• GOAL OF THE EXERCISE:
A single number is the answer here: how many lines below include "CandidateRecord"?

[Items from a dataset]
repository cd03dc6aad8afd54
pub mod choice;
pub mod query;
pub mod resolution;
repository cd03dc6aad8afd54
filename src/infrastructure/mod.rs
pub mod embeddings;
pub mod http;
pub mod llm;
pub mod sqlite;
pub mod storage;
use crate::domain::entities::candidate::CandidateRecord;
use crate::domain::error::DomainError;
use crate::domain::ports::candidate_store::CandidateStore;
use crate::domain::ports::embedding_port::{EmbeddingProvider, InputType};
use futures::stream::{self, StreamExt};
use serde::Serialize;
use std::collections::HashSet;
use std::path::{Path, PathBuf};
use std::sync::Arc;

/// Batch pipeline: match files, read, embed, write.
pub struct IngestUseCase {
    embedder: Arc<dyn EmbeddingProvider>,
    store: Arc<dyn CandidateStore>,
    concurrency: usize,
}

#[derive(Debug, Clone, Serialize, PartialEq)]
pub struct IngestFailure {
    pub path: String,
    pub reason: String,
}

#[derive(Debug, Clone, Serialize, Default)]
pub struct IngestReport {
    pub files_matched: usize,
    pub records_written: usize,
    pub failures: Vec<IngestFailure>,
}

impl IngestUseCase {
    pub fn new(embedder: Arc<dyn EmbeddingProvider>, store: Arc<dyn CandidateStore>, concurrency: usize) -> Self {
        Self {
            embedder,
            store,
            concurrency: concurrency.max(1),
        }
    }

    /// Runs the pipeline over every file matching `pattern`.
    ///
    /// Per-file problems are collected into the report; only a bad pattern,
    /// zero matches or a store error abort the run.
    pub async fn execute(&self, pattern: &str) -> Result<IngestReport, DomainError> {
        let paths = match_files(pattern)?;
        if paths.is_empty() {
            tracing::error!(%pattern, "no files matched the input pattern");
            return Err(DomainError::NotFound(format!("no files match {pattern}")));
        }
        for path in &paths {
            tracing::info!(path = %path.display(), "matched file");
        }

        let outcomes: Vec<Result<CandidateRecord, IngestFailure>> = stream::iter(paths.iter())
            .map(|path| self.process(path))
            .buffered(self.concurrency)
            .collect()
            .await;

        // Outcomes follow the sorted path order, so the first file claiming a name keeps it.
        let mut seen = HashSet::new();
        let mut records = Vec::new();
        let mut failures = Vec::new();
        for (path, outcome) in paths.iter().zip(outcomes) {
            let outcome = outcome.and_then(|record| {
                if seen.insert(record.name.clone()) {
                    Ok(record)
                } else {
                    Err(IngestFailure {
                        path: path.display().to_string(),
                        reason: format!("Duplicate name {} for {}", record.name, path.display()),
                    })
                }
            });
            match outcome {
                Ok(record) => records.push(record),
                Err(failure) => {
                    tracing::error!(path = %failure.path, reason = %failure.reason, "failed record");
                    failures.push(failure);
                }
            }
        }
        failures.sort_by(|a, b| a.path.cmp(&b.path));

        let records_written = if records.is_empty() { 0 } else { self.store.upsert(&records)? };
        tracing::info!(
            matched = paths.len(),
            written = records_written,
            failed = failures.len(),
            "ingestion finished"
        );

        Ok(IngestReport {
            files_matched: paths.len(),
            records_written,
            failures,
        })
    }

    async fn process(&self, path: &Path) -> Result<CandidateRecord, IngestFailure> {
        let shown = path.display().to_string();
        let fail = |reason: String| IngestFailure {
            path: shown.clone(),
            reason,
        };
        tracing::info!(path = %shown, "processing file");

        let name = name_from_path(path).ok_or_else(|| fail(format!("Name extraction failed for {shown}")))?;

        let content = tokio::fs::read_to_string(path)
            .await
            .map_err(|e| fail(format!("Could not read {shown}: {e}")))?;
        let description = content.trim().to_string();
        if description.is_empty() {
            tracing::warn!(path = %shown, "file is empty");
            return Err(fail(format!("Empty content for {shown}")));
        }

        let embedding = self
            .embedder
            .embed_one(&description, InputType::Document)
            .await
            .map_err(|e| fail(format!("Embedding failed for {shown}: {e}")))?;

        tracing::info!(%name, "processed file");
        Ok(CandidateRecord {
            name,
            description,
            embedding,
        })
    }
}

/// Expands a glob pattern into a sorted list of regular files.
pub fn match_files(pattern: &str) -> Result<Vec<PathBuf>, DomainError> {
    let entries = glob::glob(pattern).map_err(|e| DomainError::InvalidInput(format!("bad pattern {pattern}: {e}")))?;
    let mut paths: Vec<PathBuf> = entries
        .filter_map(|entry| match entry {
            Ok(p) => Some(p),
            Err(e) => {
                tracing::warn!(error = %e, "unreadable path while matching");
                None
            }
        })
        .filter(|p| p.is_file())
        .collect();
    paths.sort();
    Ok(paths)
}

/// Display name derived from a file stem: `pikachu.txt` becomes `Pikachu`.
pub fn name_from_path(path: &Path) -> Option<String> {
    let stem = path.file_stem()?.to_str()?.trim();
    let mut chars = stem.chars();
    let first = chars.next()?;
    Some(first.to_uppercase().chain(chars.as_str().to_lowercase().chars()).collect())
}
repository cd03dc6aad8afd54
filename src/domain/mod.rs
pub mod entities;
pub mod error;
pub mod ports;
pub mod values;
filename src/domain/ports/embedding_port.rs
use crate::domain::error::DomainError;

#[derive(Debug, Clone, Copy, PartialEq, Eq)]
pub enum InputType {
    Document,
    Query,
}

#[async_trait::async_trait]
pub trait EmbeddingProvider: Send + Sync {
    async fn embed(&self, texts: &[String], input_type: InputType) -> Result<Vec<Vec<f32>>, DomainError>;

    /// Dimensionality every returned vector must have.
    fn dimension(&self) -> usize;

    /// Embeds a single text and checks it against [`EmbeddingProvider::dimension`].
    /// A vector of the wrong length or an all-zero vector is an error.
    async fn embed_one(&self, text: &str, input_type: InputType) -> Result<Vec<f32>, DomainError> {
        if text.trim().is_empty() {
            return Err(DomainError::InvalidInput("cannot embed empty text".into()));
        }
        let vector = self
            .embed(&[text.to_string()], input_type)
            .await?
            .into_iter()
            .next()
            .filter(|v| !v.is_empty())
            .ok_or_else(|| DomainError::Embedding("provider returned no embedding".into()))?;

        let expected = self.dimension();
        if vector.len() != expected {
            tracing::warn!(expected, actual = vector.len(), "embedding dimension mismatch");
            return Err(DomainError::DimensionMismatch {
                expected,
                actual: vector.len(),
            });
        }
        if vector.iter().all(|x| *x == 0.0) {
            return Err(DomainError::Embedding("provider returned a zero vector".into()));
        }
        Ok(vector)
    }
}
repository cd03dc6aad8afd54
use crate::domain::error::DomainError;
use crate::domain::ports::embedding_port::{EmbeddingProvider, InputType};
use sha2::{Digest, Sha256};

/// Offline embedder based on feature hashing.
///
/// Each lower-cased alphanumeric token is hashed to a bucket and a sign; the
/// bucket counts are L2-normalised. Texts sharing words end up close in
/// cosine distance, which is enough for local runs without an API key.
pub struct HashingProvider {
    dimension: usize,
}

impl HashingProvider {
    pub fn new(dimension: usize) -> Self {
        Self { dimension }
    }

    fn embed_text(&self, text: &str) -> Vec<f32> {
        let mut vector = vec![0.0_f32; self.dimension];
        if self.dimension == 0 {
            return vector;
        }
        for token in text
            .split(|c: char| !c.is_alphanumeric())
            .filter(|t| !t.is_empty())
            .map(str::to_lowercase)
        {
            let digest = Sha256::digest(token.as_bytes());
            let bucket = u64::from_le_bytes([
                digest[0], digest[1], digest[2], digest[3], digest[4], digest[5], digest[6], digest[7],
            ]) as usize
                % self.dimension;
            let sign = if digest[8] & 1 == 0 { 1.0 } else { -1.0 };
            vector[bucket] += sign;
        }
        let norm = vector.iter().map(|x| x * x).sum::<f32>().sqrt();
        if norm > 0.0 {
            vector.iter_mut().for_each(|x| *x /= norm);
        }
        vector
    }
}

#[async_trait::async_trait]
impl EmbeddingProvider for HashingProvider {
    async fn embed(&self, texts: &[String], _input_type: InputType) -> Result<Vec<Vec<f32>>, DomainError> {
        Ok(texts.iter().map(|t| self.embed_text(t)).collect())
    }

    fn dimension(&self) -> usize {
        self.dimension
    }
}
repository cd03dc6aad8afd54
//! LLM arbitration over the nearest-neighbour shortlist.
//!
//! The model is asked to name one candidate on the first line of its answer
//! and justify it on the following lines. Whatever the model does, the
//! arbiter returns a [`Choice`] whose name belongs to the candidate set:
//! errors, empty answers and unknown names all fall back to the closest
//! candidate with a fixed explanation.

use crate::domain::entities::candidate::Candidate;
use crate::domain::error::DomainError;
use crate::domain::ports::language_model::LanguageModel;
use crate::domain::values::choice::{Choice, ChoiceSource};
use crate::domain::values::query::{preview, Query};
use std::fmt::Write;
use std::sync::Arc;

pub struct Arbiter {
    model: Arc<dyn LanguageModel>,
}

impl Arbiter {
    pub fn new(model: Arc<dyn LanguageModel>) -> Self {
        Self { model }
    }

    /// Picks one candidate for `query`.
    ///
    /// Fails only when `candidates` is empty; callers treat that case as
    /// "no match" before getting here.
    pub async fn choose(&self, query: &Query, candidates: &[Candidate]) -> Result<Choice, DomainError> {
        if candidates.is_empty() {
            return Err(DomainError::InvalidInput("no candidates to choose from".into()));
        }

        let prompt = build_prompt(query, candidates);
        tracing::info!(model = self.model.name(), query = %query.preview(), "asking model to choose");
        let response = self.model.generate(&prompt).await;

        let choice = settle(response, candidates);
        if choice.source.is_fallback() {
            tracing::warn!(source = %choice.source, name = %choice.name, "falling back to closest candidate");
        } else {
            tracing::info!(name = %choice.name, "model recommended candidate");
        }
        Ok(choice)
    }
}

/// Builds the selection prompt listing every candidate with its description.
pub fn build_prompt(query: &Query, candidates: &[Candidate]) -> String {
    let names: Vec<&str> = candidates.iter().map(|c| c.name.as_str()).collect();

    let mut prompt = format!(
        "You are a helpful Pokemon expert assistant.\n\
         A user is looking for a starter Pokemon and has provided the following request:\n\
         User Request: \"{query}\"\n\n\
         Based on their request, a search found the following top {} potential matches:\n",
        candidates.len()
    );
    for (i, candidate) in candidates.iter().enumerate() {
        let _ = write!(
            prompt,
            "\n{}. {}:\n   Description: {}\n---",
            i + 1,
            candidate.name,
            candidate.description
        );
    }
    let _ = write!(
        prompt,
        "\n\nAnalyze the user's request (\"{query}\") and the descriptions of the Pokemon provided.\n\
         Determine which *single* Pokemon from the list ({}) is the *best fit* for the user's request.\n\n\
         Your Response Format:\n\
         1. First line: ONLY the name of the recommended Pokemon.\n\
         2. Subsequent lines: A brief explanation (2-3 sentences) of *why* you recommend that specific Pokemon, \
         referencing the user's request and the Pokemon's description. Example:\n\
         Pikachu\n\
         Because you asked for something fast and electric, Pikachu fits perfectly with its speed and electric shocks.\n",
        names.join(", ")
    );
    prompt
}

/// Splits a model answer into `(name, explanation)`.
///
/// Returns `None` for blank text. A missing explanation is replaced by the
/// generic one.
pub fn parse_response(text: &str) -> Option<(String, String)> {
    let trimmed = text.trim();
    if trimmed.is_empty() {
        return None;
    }
    let (first, rest) = trimmed.split_once('\n').unwrap_or((trimmed, ""));
    let name = first.trim().to_string();
    let explanation = match rest.trim() {
        "" => ChoiceSource::Model.fallback_explanation(&name),
        e => e.to_string(),
    };
    Some((name, explanation))
}

/// Applies the fallback ladder to a model response. Pure and deterministic.
///
/// `candidates` must be non-empty.
pub fn settle(response: Result<Option<String>, DomainError>, candidates: &[Candidate]) -> Choice {
    let top = &candidates[0];
    let fallback = |source: ChoiceSource| Choice {
        name: top.name.clone(),
        explanation: source.fallback_explanation(&top.name),
        source,
    };

    let text = match response {
        Err(e) => {
            tracing::error!(error = %e, "model call failed");
            return fallback(ChoiceSource::ModelError);
        }
        Ok(None) => return fallback(ChoiceSource::EmptyResponse),
        Ok(Some(text)) => text,
    };

    let Some((name, explanation)) = parse_response(&text) else {
        return fallback(ChoiceSource::EmptyResponse);
    };

    if candidates.iter().any(|c| c.name == name) {
        Choice {
            name,
            explanation,
            source: ChoiceSource::Model,
        }
    } else {
        let valid: Vec<&str> = candidates.iter().map(|c| c.name.as_str()).collect();
        tracing::warn!(recommended = %preview(&name), ?valid, "model chose a name outside the candidate set");
        fallback(ChoiceSource::InvalidSelection)
    }
}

• ANSWER BOX:
4